Our small open‐label study showed that SSZ may reduce inflammation as detected by 18F‐FDG PET/CT in the SI joints. There was also a trend towards a reduction in inflammation in the aorta. In contrast, disease activity was significantly reduced only in the ADA group, although a trend towards a reduction in BASDAI was also seen in the SSZ group. Further research is warranted on the usefulness of PET/CT in the evaluation of the activity of sacroiliitis and vascular inflammation in the context of rheumatic diseases.

CONFLICT OF INTERESTS

Anne M. Kerola has received speaker fees from Boehringer‐Ingelheim and Sanofi, has attended advisory boards of Pfizer, Gilead, and Boehringer‐Ingelheim, and received congress sponsorship from Pfizer, Celgene, UCB Pharma, Mylan, and Roche. Riitta Tuompo has received speaker fees from Mylan, and congress sponsorship from Roche and Novartis. Other authors declare that there are no conflict of interests.

AUTHOR CONTRIBUTIONS

Juha‐Pekka Kaijasilta participated in the conception of the work, the interpretation of data for the work, and the critical revision of the manuscript for important intellectual content.
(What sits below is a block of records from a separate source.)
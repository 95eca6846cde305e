//! # Hindsight Core
//!
//! Domain types, traits, and error definitions for the Hindsight
//! conversation-archive engine. This crate has **zero framework
//! dependencies** — it defines the domain model that all other crates
//! implement against.
//!
//! ## Design Philosophy
//!
//! Every external collaborator (embedding gateway, chat-completion gateway,
//! vector store, session ledger) is defined as a trait here. Implementations
//! live in their respective crates. This enables:
//! - Swapping backends via configuration
//! - Easy testing with mock/stub implementations
//! - Clean dependency graph (all crates depend inward on core)

pub mod error;
pub mod event;
pub mod gateway;
pub mod id;
pub mod message;
pub mod session;
pub mod store;
pub mod turn;

// Re-export key types at crate root for ergonomics
pub use error::{Error, GatewayError, LedgerError, Result, StoreError};
pub use event::ChatEvent;
pub use gateway::{
    ChatGateway, ChatRequest, ChatResponse, EmbeddingGateway, StreamChunk, ToolDefinition, Usage,
};
pub use id::{ConversationId, MessageId, SessionId, TurnId};
pub use message::{Message, MessageToolCall, Role};
pub use session::{PersistedExchange, SessionDetail, SessionMessage, SessionPatch, SessionSummary};
pub use store::{NeighborHit, SessionLedger, TurnFilter, TurnRecord, VectorStore};
pub use turn::{Histogram, HistogramBucket, HydratedTurn, PeekResult, TurnCandidate};
/*!
 * CRYSTALS-Kyber768 key encapsulation over caller-owned buffers
 *
 * Every operation instantiates its own liboqs engine and releases it before
 * returning, so nothing is shared between calls.
 */

pub(crate) mod engine;
mod facade;
mod keys;
mod params;

pub use facade::{decapsulate, encapsulate, generate_keypair};
pub use keys::{KyberCiphertext, KyberKeyPair, KyberPublicKey, KyberSecretKey, SharedSecret};
pub use params::*;
/*!
 * Scoped Kyber768 engine instance
 *
 * A `KemEngine` owns exactly one liboqs `OQS_KEM` configured for Kyber768.
 * It is created at the start of an operation and freed when it goes out of
 * scope, on every exit path.
 */

use std::ffi::CStr;
use std::ptr::NonNull;

use libc::c_int;
use log::{debug, warn};
use oqs_sys::kem::{OQS_KEM_alg_kyber_768, OQS_KEM_free, OQS_KEM_new, OQS_KEM};

use crate::error::{error_codes, CryptoError, CryptoResult};
use crate::kyber::params::LengthKind;

/// One configured instantiation of the Kyber768 primitive.
///
/// Not `Clone`, not `Send`: an engine belongs to the single call that
/// created it.
pub(crate) struct KemEngine {
    raw: NonNull<OQS_KEM>,
    operation: &'static str,
}

impl KemEngine {
    /// Instantiate a fresh Kyber768 engine for `operation`.
    ///
    /// Performs liboqs initialization on first use.
    pub(crate) fn new(operation: &'static str) -> CryptoResult<Self> {
        let algorithm = CStr::from_bytes_with_nul(OQS_KEM_alg_kyber_768)
            .map_err(|_| CryptoError::engine_unavailable(operation, "malformed algorithm name"))?;
        Self::with_algorithm(algorithm, operation)
    }

    /// Instantiate an engine for the liboqs algorithm named `algorithm`.
    ///
    /// An unknown or disabled name yields `EngineUnavailable`.
    pub(crate) fn with_algorithm(algorithm: &CStr, operation: &'static str) -> CryptoResult<Self> {
        oqs::init();

        // SAFETY: `algorithm` is NUL-terminated and outlives the call.
        let raw = unsafe { OQS_KEM_new(algorithm.as_ptr()) };

        match NonNull::new(raw) {
            Some(raw) => {
                debug!("Created {:?} engine for {}", algorithm, operation);
                Ok(Self { raw, operation })
            }
            None => {
                warn!("{:?} engine unavailable for {}", algorithm, operation);
                Err(CryptoError::engine_unavailable(
                    operation,
                    "OQS_KEM_new returned null",
                ))
            }
        }
    }

    fn inner(&self) -> &OQS_KEM {
        // SAFETY: `raw` came from OQS_KEM_new and stays valid until Drop.
        unsafe { self.raw.as_ref() }
    }

    /// Read one of the fixed parameter lengths from the instance
    pub(crate) fn length(&self, kind: LengthKind) -> usize {
        let kem = self.inner();
        match kind {
            LengthKind::PublicKey => kem.length_public_key,
            LengthKind::SecretKey => kem.length_secret_key,
            LengthKind::SharedSecret => kem.length_shared_secret,
            LengthKind::Ciphertext => kem.length_ciphertext,
        }
    }

    /// Generate a key pair straight into the given buffers.
    ///
    /// # Safety
    ///
    /// `public_key` and `secret_key` must be valid for writes of
    /// `length(PublicKey)` and `length(SecretKey)` bytes respectively.
    pub(crate) unsafe fn keypair_raw(&self, public_key: *mut u8, secret_key: *mut u8) -> CryptoResult<()> {
        let keypair = self.inner().keypair.ok_or_else(|| {
            CryptoError::engine_unavailable(self.operation, "keypair not provided by liboqs")
        })?;

        let status = keypair(public_key, secret_key) as c_int;
        self.check(status, error_codes::KYBER_KEY_GENERATION_FAILED)
    }

    /// Encapsulate against `public_key`, writing ciphertext and shared secret.
    ///
    /// # Safety
    ///
    /// `ciphertext` and `shared_secret` must be valid for writes of their
    /// parameter lengths; `public_key` must be valid for reads of
    /// `length(PublicKey)` bytes.
    pub(crate) unsafe fn encapsulate_raw(
        &self,
        ciphertext: *mut u8,
        shared_secret: *mut u8,
        public_key: *const u8,
    ) -> CryptoResult<()> {
        let encaps = self.inner().encaps.ok_or_else(|| {
            CryptoError::engine_unavailable(self.operation, "encaps not provided by liboqs")
        })?;

        let status = encaps(ciphertext, shared_secret, public_key) as c_int;
        self.check(status, error_codes::KYBER_ENCAPSULATION_FAILED)
    }

    /// Decapsulate `ciphertext` with `secret_key`, writing the shared secret.
    ///
    /// # Safety
    ///
    /// `shared_secret` must be valid for writes of `length(SharedSecret)`
    /// bytes; `ciphertext` and `secret_key` must be valid for reads of their
    /// parameter lengths.
    pub(crate) unsafe fn decapsulate_raw(
        &self,
        shared_secret: *mut u8,
        ciphertext: *const u8,
        secret_key: *const u8,
    ) -> CryptoResult<()> {
        let decaps = self.inner().decaps.ok_or_else(|| {
            CryptoError::engine_unavailable(self.operation, "decaps not provided by liboqs")
        })?;

        let status = decaps(shared_secret, ciphertext, secret_key) as c_int;
        self.check(status, error_codes::KYBER_DECAPSULATION_FAILED)
    }

    fn check(&self, status: c_int, error_code: u32) -> CryptoResult<()> {
        if status == 0 {
            return Ok(());
        }

        warn!("Kyber768 {} returned status {}", self.operation, status);
        Err(CryptoError::primitive_failure(self.operation, status, error_code))
    }
}

impl Drop for KemEngine {
    fn drop(&mut self) {
        // SAFETY: `raw` is owned by this guard and freed exactly once.
        unsafe { OQS_KEM_free(self.raw.as_ptr()) };
        debug!("Released Kyber768 engine for {}", self.operation);
    }
}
Anne M. Kerola and Tuomo V. M. Nieminen participated in the conception of the work, analysis, interpretation of data for the work, and the critical revision of the manuscript for important intellectual content. Riitta Tuompo, Heikki Relas, Antti Loimaala, Hannu Koivu, Jukka Schildt, Tuomas Kerola, Kari Eklund, and Markku J. Kauppi participated in the acquisition of the data analysis, interpretation of data, and in the critical revision of the manuscript for important intellectual content.

ETHICS STATEMENT

The practice guidelines were approved by each center's institutional review board and Finnish national ethics committee (Reference Number 75/23/03/01/2015). All patients enrolled in the study gave signed informed consent.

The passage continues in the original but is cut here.